Dans une tribune parue lundi dans le quotidien Le Monde, l'Association des petites villes de France (APVF) alerte sur ce "désengagement", accusant les assureurs de "déserter un marché peu rentable".
- "Au bout d'un système" -
Selon l'association, la multiplication des résiliations unilatérales, "parfaitement légales", ne concerne plus seulement les communes les plus exposées aux risques environnementaux mais aussi celles "dont les taux de sinistralité sont maîtrisés".
Pour trouver un nouvel assureur, Dinan (Côtes-d'Armor) a décidé de retirer de son appel d'offres ses remparts du XIIIe siècle, dont certains pans se sont effondrés récemment... Sans succès.
En Outre-mer, certaines villes se voient même contraintes de n'assurer que certains étages de leurs bâtiments.
"Les assureurs nous ont expliqué qu'ils avaient un nombre de collectivités quasiment équivalent au nombre d'aléas rencontrés, ce qui vient percuter leur modèle", observe Christophe Bouillon, président de l'APVF, pour qui "les collectivités ne sont plus assurables".
"On se retrouve le couteau sous la gorge", dénonce Sylvie Aubert, maire de Fontaine-le-Comte (Vienne). "C'est une prise en otage inadmissible. Si on ne peut plus être couvert, quid de mes aires de jeux, de ma salle des fêtes, de mon école?", interroge l'élue DVG.
Alerté par les associations d'élus, le gouvernement a lancé fin octobre une mission dont les conclusions sont attendues d'ici avril.

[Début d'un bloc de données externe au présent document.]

/// Player intents waiting for the next tick.
///
/// Producers (keyboard, gamepad) only append. The simulation drains the whole
/// queue at the start of a tick, oldest intent first.

use std::collections::VecDeque;

#[derive(Clone, Copy, PartialEq, Eq, Hash, Debug)]
pub enum Direction {
    Up,
    Down,
    Left,
    Right,
}

impl Direction {
    pub const ALL: [Direction; 4] = [Direction::Up, Direction::Down, Direction::Left, Direction::Right];

    /// (dx, dy) with y growing downward.
    pub fn delta(self) -> (isize, isize) {
        match self {
            Direction::Up => (0, -1),
            Direction::Down => (0, 1),
            Direction::Left => (-1, 0),
            Direction::Right => (1, 0),
        }
    }

    pub fn is_horizontal(self) -> bool {
        matches!(self, Direction::Left | Direction::Right)
    }
}

#[derive(Clone, Debug, Default)]
pub struct InputQueue {
    pending: VecDeque<Direction>,
}

impl InputQueue {
    pub fn new() -> Self {
        InputQueue { pending: VecDeque::with_capacity(8) }
    }

    pub fn push(&mut self, dir: Direction) {
        self.pending.push_back(dir);
    }

    pub fn pop(&mut self) -> Option<Direction> {
        self.pending.pop_front()
    }

    pub fn len(&self) -> usize {
        self.pending.len()
    }

    pub fn is_empty(&self) -> bool {
        self.pending.is_empty()
    }

    pub fn clear(&mut self) {
        self.pending.clear();
    }
}
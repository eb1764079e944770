//! Rockfall: a push-and-fall tile puzzle.
//!
//! The simulation core lives in `domain` (tiles, gravity, grid, move rules)
//! and `sim` (world state, tick pipeline, level sources). Rendering, key
//! capture and the frame loop belong to the binary.

pub mod config;
pub mod domain;
pub mod sim;

pub use domain::tile::{RawTile, Tile, TileKind};
pub use sim::event::GameEvent;
pub use sim::level::{transform, Level, LevelError};
pub use sim::queue::Direction;
pub use sim::world::WorldState;
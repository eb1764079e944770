//! Property-based tests using proptest
//!
//! Invariants that must hold for any walled board and any input sequence:
//! - Exactly one Player, at the coordinate the world reports
//! - Stones and boxes are never created or destroyed
//! - Locks only ever disappear
//! - Without input every board settles, and a settled board is a fixed point

use proptest::prelude::*;

use rockfall::{transform, Direction, RawTile, TileKind, WorldState};

// ============================================================
// Strategies
// ============================================================

/// Interior codes: everything except the player.
const INTERIOR_CODES: [u8; 11] = [0, 0, 0, 1, 2, 4, 5, 6, 7, 8, 9];
const PAIR_TWO_CODES: [u8; 2] = [10, 11];

fn interior_code() -> impl Strategy<Value = u8> {
    prop_oneof![
        8 => prop::sample::select(INTERIOR_CODES.to_vec()),
        1 => prop::sample::select(PAIR_TWO_CODES.to_vec()),
    ]
}

/// A board walled with Unbreakable, random interior, one player.
fn board() -> impl Strategy<Value = WorldState> {
    (3usize..10, 3usize..9)
        .prop_flat_map(|(w, h)| {
            let interior = (w - 2) * (h - 2);
            (
                Just(w),
                Just(h),
                prop::collection::vec(interior_code(), interior),
                0..interior,
            )
        })
        .prop_map(|(w, h, codes, player_at)| {
            let mut raw = vec![vec![RawTile::Unbreakable; w]; h];
            for (i, code) in codes.into_iter().enumerate() {
                let (x, y) = (1 + i % (w - 2), 1 + i / (w - 2));
                raw[y][x] = RawTile::try_from(code).unwrap();
            }
            let (px, py) = (1 + player_at % (w - 2), 1 + player_at / (w - 2));
            raw[py][px] = RawTile::Player;
            WorldState::new(transform(&raw).unwrap()).unwrap()
        })
}

/// Per-tick input batches.
fn input_batches() -> impl Strategy<Value = Vec<Vec<Direction>>> {
    let dir = prop::sample::select(Direction::ALL.to_vec());
    prop::collection::vec(prop::collection::vec(dir, 0..3), 1..40)
}

fn objects(w: &WorldState) -> usize {
    w.grid().count(TileKind::Stone) + w.grid().count(TileKind::Box)
}

fn locks(w: &WorldState) -> usize {
    w.grid().count(TileKind::Lock1) + w.grid().count(TileKind::Lock2)
}

// ============================================================
// Play Properties
// ============================================================

proptest! {
    #![proptest_config(ProptestConfig::with_cases(200))]

    #[test]
    fn prop_single_player_at_reported_cell(mut world in board(), batches in input_batches()) {
        for batch in batches {
            for dir in batch {
                world.enqueue(dir);
            }
            world.tick();
            prop_assert!(world.player_consistent(), "player invariant broken at tick {}", world.tick);
            let (px, py) = world.player();
            prop_assert_eq!(world.grid().get(px, py).kind(), TileKind::Player);
        }
    }

    #[test]
    fn prop_objects_are_conserved(mut world in board(), batches in input_batches()) {
        let before = objects(&world);
        for batch in batches {
            for dir in batch {
                world.enqueue(dir);
            }
            world.tick();
            prop_assert_eq!(objects(&world), before);
        }
    }

    #[test]
    fn prop_locks_never_increase(mut world in board(), batches in input_batches()) {
        let mut last = locks(&world);
        for batch in batches {
            for dir in batch {
                world.enqueue(dir);
            }
            world.tick();
            let now = locks(&world);
            prop_assert!(now <= last, "locks grew from {} to {}", last, now);
            last = now;
        }
    }

    #[test]
    fn prop_queue_is_empty_after_tick(mut world in board(), batch in prop::collection::vec(prop::sample::select(Direction::ALL.to_vec()), 0..8)) {
        for dir in batch {
            world.enqueue(dir);
        }
        world.tick();
        prop_assert_eq!(world.pending_inputs(), 0);
    }
}

// ============================================================
// Settling Properties
// ============================================================

proptest! {
    #![proptest_config(ProptestConfig::with_cases(200))]

    #[test]
    fn prop_idle_board_settles_to_fixed_point(mut world in board()) {
        let bound = world.width() * world.height() * (world.height() + 2);
        let mut settled = false;
        for _ in 0..bound {
            let before = world.grid().clone();
            world.tick();
            world.drain_events();
            if world.grid() == &before {
                settled = true;
                break;
            }
        }
        prop_assert!(settled, "board did not settle within {} ticks", bound);

        let fixed = world.grid().clone();
        for _ in 0..3 {
            world.tick();
            prop_assert_eq!(world.grid(), &fixed);
        }
        prop_assert!(world.drain_events().is_empty());
    }
}
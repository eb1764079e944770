/// Entry point and game loop.

mod ui;

use std::fs::File;
use std::sync::Mutex;
use std::time::{Duration, Instant};

use anyhow::Context;
use tracing_subscriber::EnvFilter;

use rockfall::config::GameConfig;
use rockfall::domain::tile::Lock;
use rockfall::sim::level::{builtin_level, load_level};
use rockfall::{GameEvent, WorldState};
use ui::gamepad::GamepadState;
use ui::input::InputState;
use ui::renderer::Renderer;

const FRAME_SLEEP: Duration = Duration::from_millis(5);

/// How long a status message stays up, in ticks (~2 s at the default rate).
const MESSAGE_TICKS: u32 = 60;

fn main() -> anyhow::Result<()> {
    let config = GameConfig::load();
    init_tracing(&config)?;
    for warning in &config.warnings {
        tracing::warn!(%warning, "config");
    }

    let level = match &config.level_file {
        Some(path) => load_level(path)
            .with_context(|| format!("failed to load level {}", path.display()))?,
        None => builtin_level().context("built-in level is invalid")?,
    };
    let mut world = WorldState::from_level(level).context("level cannot start")?;
    tracing::info!(
        level = %world.level_name,
        tick_rate_ms = config.speed.tick_rate_ms,
        "starting"
    );

    let mut renderer = Renderer::new();
    if let Err(e) = renderer.init() {
        let _ = renderer.cleanup();
        return Err(e).context("terminal init failed");
    }

    let result = game_loop(&mut world, &mut renderer, &config);
    let cleanup = renderer.cleanup();
    if let Err(e) = &result {
        tracing::error!(error = %e, tick = world.tick, "game loop aborted");
    }

    result?;
    cleanup.context("terminal cleanup failed")?;

    println!("Thanks for playing Rockfall! ({} ticks)", world.tick);
    Ok(())
}

/// `RUST_LOG` wins; otherwise warnings only. Writes to `log_file` when
/// configured, else stderr.
fn init_tracing(config: &GameConfig) -> anyhow::Result<()> {
    let filter = EnvFilter::try_from_default_env().unwrap_or_else(|_| EnvFilter::new("warn"));
    let builder = tracing_subscriber::fmt()
        .with_env_filter(filter)
        .with_target(true)
        .compact();

    match &config.log_file {
        Some(path) => {
            let file = File::create(path)
                .with_context(|| format!("cannot open log file {}", path.display()))?;
            builder.with_ansi(false).with_writer(Mutex::new(file)).init();
        }
        None => builder.with_writer(std::io::stderr).init(),
    }
    Ok(())
}

// ── Status line ──

#[derive(Default)]
struct Status {
    text: String,
    ticks_left: u32,
}

impl Status {
    fn show(&mut self, text: impl Into<String>) {
        self.text = text.into();
        self.ticks_left = MESSAGE_TICKS;
    }

    fn tick(&mut self) {
        if self.ticks_left > 0 {
            self.ticks_left -= 1;
            if self.ticks_left == 0 { self.text.clear(); }
        }
    }
}

fn game_loop(
    world: &mut WorldState,
    renderer: &mut Renderer,
    config: &GameConfig,
) -> anyhow::Result<()> {
    let mut kb = InputState::new();
    let mut gp = GamepadState::new();
    gp.load_button_config(&config.gamepad);
    let mut status = Status::default();
    let mut last_tick = Instant::now();
    let tick_rate = Duration::from_millis(config.speed.tick_rate_ms);

    loop {
        kb.drain_events();
        gp.update();

        if kb.quit_pressed() || gp.quit_pressed() {
            break;
        }
        if kb.restart_pressed() || gp.restart_pressed() {
            world.restart();
            status.show("Level restarted");
        }

        for &dir in kb.moves() {
            world.enqueue(dir);
        }
        for dir in gp.moves() {
            world.enqueue(dir);
        }

        if last_tick.elapsed() >= tick_rate {
            world.tick();
            last_tick = Instant::now();
            status.tick();
            for event in world.drain_events() {
                tracing::debug!(tick = world.tick, ?event, "game event");
                if let Some(text) = describe(&event) {
                    status.show(text);
                }
            }
        }

        renderer.render(world, &status.text).context("render failed")?;

        std::thread::sleep(FRAME_SLEEP);
    }

    Ok(())
}

/// Status-bar text for events worth telling the player about.
fn describe(event: &GameEvent) -> Option<String> {
    match *event {
        GameEvent::LocksOpened { lock, count } => {
            let n = match lock {
                Lock::One => 1,
                Lock::Two => 2,
            };
            Some(match count {
                0 => format!("Key {n} collected"),
                1 => format!("Key {n} collected: 1 lock opened"),
                _ => format!("Key {n} collected: {count} locks opened"),
            })
        }
        _ => None,
    }
}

Alain Chrétien, maire Horizons de Vesoul et copilote de cette mission, fait remonter à "plusieurs années" cette situation.
"On a une accumulation de tensions sociales depuis la crise des +Gilets jaunes+ et une aggravation des conséquences du réchauffement climatique qui font qu'aujourd'hui le monde de l'assurance est au bout d'un système", analyse-t-il.
Avec la particularité selon lui que le marché des collectivités, évalué à 1,7 milliard d'euros sur un chiffre d'affaires global de 238 milliards, est "très limité", Groupama et la Smacl rassemblant à eux deux "75% des contrats".
"Les risques des collectivités ne sont pas mutualisés avec l'ensemble du monde de l'assurance. Dès qu'il y a un problème dans une collectivité, ça rejaillit sur tout le système", poursuit-il.
Interrogé par l'AFP, Groupama assure qu'il n'a "aucune intention" de se retirer du marché des collectivités.
"Nous procédons à des ajustements au cas par cas, des ajouts de franchises, hausses de tarifs, plus rarement des résiliations. La hausse des sinistres, notamment climatiques, a rendu la situation intenable pour les assureurs", justifie l'assureur.